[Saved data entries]
┄┄┄┄┄┄┄┄┄┄

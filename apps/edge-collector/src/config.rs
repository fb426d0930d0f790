// [apps/edge-collector/src/config.rs]
/*!
 * Configuración del runtime de borde (spec §6). Cada variable de entorno
 * nombrada en la spec tiene su bandera CLI gemela con idéntico default,
 * vía `clap`'s feature `env` -- el operador puede fijarla por contenedor
 * (`.env`/entorno) o sobreescribirla puntualmente por línea de comandos.
 */

use clap::Parser;

#[derive(Debug, Clone, Parser)]
#[command(name = "fleetctl-edge-collector", about = "Runtime de borde del plano de control de flota")]
pub struct EdgeConfig {
    /// Identidad del dispositivo de borde, asignada en `/admin/devices` (spec §3).
    #[arg(long, env = "EDGE_DEVICE_ID")]
    pub device_id: i64,

    /// Sitio que este dispositivo sirve.
    #[arg(long, env = "EDGE_SITE_ID")]
    pub site_id: i64,

    /// Raíz HTTP(S) del plano de control.
    #[arg(long = "api-url", env = "EDGE_API_BASE_URL")]
    pub api_base_url: String,

    /// `device_token` Bearer recibido del registro (spec §3).
    #[arg(long = "token", env = "EDGE_AUTH_TOKEN")]
    pub auth_token: String,

    /// `cgminer` (hardware real) o `simulated` (sin hardware).
    #[arg(long = "mode", env = "EDGE_MINER_MODE", default_value = "simulated")]
    pub miner_mode: String,

    /// Si es `false`, el runner hace polling y reporta, pero nunca envía
    /// comandos de control al firmware (modo sólo-observación).
    #[arg(long, env = "EDGE_EXECUTION_ENABLED", default_value_t = true)]
    pub execution_enabled: bool,

    /// Segundos entre ciclos de poll de comandos / pull de secretos.
    #[arg(long = "poll-interval", env = "EDGE_POLL_INTERVAL", default_value_t = 15)]
    pub poll_interval_secs: u64,

    /// Corre un único ciclo (heartbeat + pull + poll + ack) y termina;
    /// usado en pruebas de integración y diagnósticos puntuales.
    #[arg(long)]
    pub once: bool,

    /// Clave privada X25519 del dispositivo, base64, para el camino
    /// primario de sobre sellado (C4). Ausente en sitios que sólo usan
    /// `SITE_MASTER_PASSPHRASE`.
    #[arg(long, env = "EDGE_DEVICE_PRIVATE_KEY")]
    pub device_private_key_b64: Option<String>,

    /// Passphrase simétrica de sitio, camino secundario de C4.
    #[arg(long, env = "SITE_MASTER_PASSPHRASE")]
    pub site_master_passphrase: Option<String>,

    /// Ruta del archivo de deduplicación de comandos ya ejecutados.
    #[arg(long, env = "EDGE_DEDUP_STORE_PATH", default_value = ".edge_executed_commands.json")]
    pub dedup_store_path: String,

    /// Usuario HTTP de respaldo para el fingerprint de consolas web de
    /// miners durante un escaneo (spec §4.3); default calcado de
    /// `original_source/services/ip_scanner.py`.
    #[arg(long = "scan-http-user", env = "EDGE_SCAN_HTTP_USER", default_value = "root")]
    pub scan_http_user: String,

    #[arg(long = "scan-http-password", env = "EDGE_SCAN_HTTP_PASSWORD", default_value = "root")]
    pub scan_http_password: String,
}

┄┄┄┄┄┄┄┄┄┄

▶ _WHAT TO PRODUCE_
Please report all lines in the entries where "clap" appears.

▶ _OUTPUT_
 * vía `clap`'s feature `env` -- el operador puede fijarla por contenedor
use clap::Parser;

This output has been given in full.